Después de la siembra, centrifugue inmediatamente la placa y use un microscopio de luz para verificar que las células se hayan distribuido uniformemente a través de los micro pozos. Luego coloque la placa en la incubadora de cultivo celular durante 48 horas sin perturbar las células. Para cosechar los esferoides, al final de la incubación, utilice una pipeta serológica y la mitad del sobrenadante en cada pozo para desalojar suavemente los esferoides de sus micro pozos.
Cuando todos los esferoides se han separado, use la pipeta para transferir cuidadosamente los cultivos 3D de cada pozo a un colador reversible de 37 micras en la parte superior de un tubo cónico de 15 mililitros. Lave cada pozo tres veces con un mililitro de medio basal precalñado por lavado para recolectar los esferoides restantes y agregue estos esferoides adicionales al colador. Después del último lavado, revise la placa bajo el microscopio para confirmar que todos los esferoides se han eliminado de los micro pozos.
Luego invierta el colador sobre un nuevo tubo de 15 mililitros y lave la parte inferior del colador con un medio fresco de matriz de membrana basal DMEM para recoger los esferoides en el tubo. Los esferoides están aumentando de 500 células demuestran el aumento más homogéneo en tamaño en un en un plazo. Con 500 y 600 células por esferoide determinar que es el número óptimo de células bajo las cuales se puede lograr un buen crecimiento y baja variabilidad.
La adición de la matriz de la membrana del sótano aumenta crecimiento y homogeneidad del esferoide. En cultivo a largo plazo, las células aparecen como densas capas múltiples en el tercer día. Mientras que las células aplanadas dispuestas en mono capas son claramente visibles en el día 10.

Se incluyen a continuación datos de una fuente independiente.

// storefront/src/catalog/filter.rs

//! The search / category / price / sort projection over the product snapshot.
//!
//! Pure and synchronous. Filters are conjunctive and run before the sort.

use crate::models::Product;
use std::cmp::Ordering;

/// Category selection meaning "no category filter".
pub const ALL_CATEGORIES: &str = "All";

/// Prefix of the category identifiers stored on products.
pub const CATEGORY_ID_PREFIX: &str = "cat_";

/// Maps a category display name to the identifier products store:
/// lowercased, everything but ASCII letters and digits removed, prefixed.
///
/// `"Home & Garden"` becomes `"cat_homegarden"`.
pub fn normalize_category_slug(display_name: &str) -> String {
  let stripped: String = display_name
    .to_lowercase()
    .chars()
    .filter(|c| c.is_ascii_alphanumeric())
    .collect();
  format!("{}{}", CATEGORY_ID_PREFIX, stripped)
}

#[derive(Debug, Clone, Copy, PartialEq, Eq, Default)]
pub enum SortKey {
  /// Fetch order.
  #[default]
  Featured,
  PriceLow,
  PriceHigh,
  Rating,
  Newest,
}

impl SortKey {
  /// Parses the UI key. Unknown keys fall back to `Featured`.
  pub fn from_key(key: &str) -> Self {
    match key {
      "price-low" => SortKey::PriceLow,
      "price-high" => SortKey::PriceHigh,
      "rating" => SortKey::Rating,
      "newest" => SortKey::Newest,
      _ => SortKey::Featured,
    }
  }

  pub fn as_key(&self) -> &'static str {
    match self {
      SortKey::Featured => "featured",
      SortKey::PriceLow => "price-low",
      SortKey::PriceHigh => "price-high",
      SortKey::Rating => "rating",
      SortKey::Newest => "newest",
    }
  }

  fn compare(&self, a: &Product, b: &Product) -> Ordering {
    match self {
      SortKey::Featured => Ordering::Equal,
      SortKey::PriceLow => a.price.total_cmp(&b.price),
      SortKey::PriceHigh => b.price.total_cmp(&a.price),
      SortKey::Rating => b.rating.total_cmp(&a.rating),
      SortKey::Newest => b.created_at.cmp(&a.created_at),
    }
  }
}

/// Inclusive price bounds. `None` is unbounded on that side.
#[derive(Debug, Clone, Copy, PartialEq, Default)]
pub struct PriceRange {
  pub min: Option<f64>,
  pub max: Option<f64>,
}

impl PriceRange {
  /// Parses the raw bound inputs. Empty or unparseable input is unbounded.
  pub fn parse(min: &str, max: &str) -> Self {
    Self {
      min: parse_bound(min),
      max: parse_bound(max),
    }
  }

  pub fn contains(&self, price: f64) -> bool {
    self.min.map_or(true, |min| price >= min) && self.max.map_or(true, |max| price <= max)
  }
}

fn parse_bound(raw: &str) -> Option<f64> {
  raw.trim().parse::<f64>().ok().filter(|v| v.is_finite())
}

/// Case-insensitive substring match on title, brand or description.
pub fn matches_search(product: &Product, query: &str) -> bool {
  if query.is_empty() {
    return true;
  }
  let needle = query.to_lowercase();
  [&product.title, &product.brand, &product.description]
    .iter()
    .any(|field| field.to_lowercase().contains(&needle))
}

/// The slug a category selection filters on. `None`, blank and `"All"` select
/// every category.
fn selected_slug(selected: Option<&str>) -> Option<String> {
  selected
    .map(str::trim)
    .filter(|name| !name.is_empty() && *name != ALL_CATEGORIES)
    .map(normalize_category_slug)
}

pub fn matches_category(product: &Product, selected: Option<&str>) -> bool {
  selected_slug(selected).map_or(true, |slug| product.category == slug)
}

/// The user's current view criteria.
#[derive(Debug, Clone, PartialEq, Default)]
pub struct ProductFilter {
  pub search: String,
  /// Display name of the selected category.
  pub category: Option<String>,
  pub min_price: String,
  pub max_price: String,
  pub sort: SortKey,
}

impl ProductFilter {
  pub fn price_range(&self) -> PriceRange {
    PriceRange::parse(&self.min_price, &self.max_price)
  }

  pub fn matches(&self, product: &Product) -> bool {
    matches_search(product, &self.search)
      && matches_category(product, self.category.as_deref())
      && self.price_range().contains(product.price)
  }

  /// Filters then stably sorts `products`.
  pub fn apply(&self, products: &[Product]) -> Vec<Product> {
    let range = self.price_range();
    let slug = selected_slug(self.category.as_deref());

    let mut visible: Vec<Product> = products
      .iter()
      .filter(|p| matches_search(p, &self.search))
      .filter(|p| slug.as_ref().map_or(true, |s| &p.category == s))
      .filter(|p| range.contains(p.price))
      .cloned()
      .collect();

    if self.sort != SortKey::Featured {
      visible.sort_by(|a, b| self.sort.compare(a, b));
    }
    visible
  }
}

Curiosamente, un lumen aparece dentro de los esferoides desde el quinto día en adelante. Además, un aumento claro en células positivas del antígeno nuclear de la célula de la proliferación se observa en los días cinco y siete que disminuye por el día 10. Sorprendentemente, caspace activado 3 se observa en muy pocas células en los días tres y cinco solamente.
Mientras que los altos niveles de expresión de beta-catenina se observan en cada punto de tiempo. El potencial de los esferoides para diferenciarse en anterositas es evidenciado por su fosfatasa alcalina y expresión de la familia de portadores de soluto 2A5 mRNA. Además, estos esferoides expresan marcadores típicos de células madre cancerosas y responden a los tratamientos de quimioterapia combinada administrados rutinariamente a pacientes con cáncer colorrectal.
Así que los esferoides están compuestos de diferentes poblaciones celulares. Entonces se pueden utilizar muy bien para analizar las respuestas específicas de la célula a los estímulos tales como refractores y eventual para las respuestas de la droga.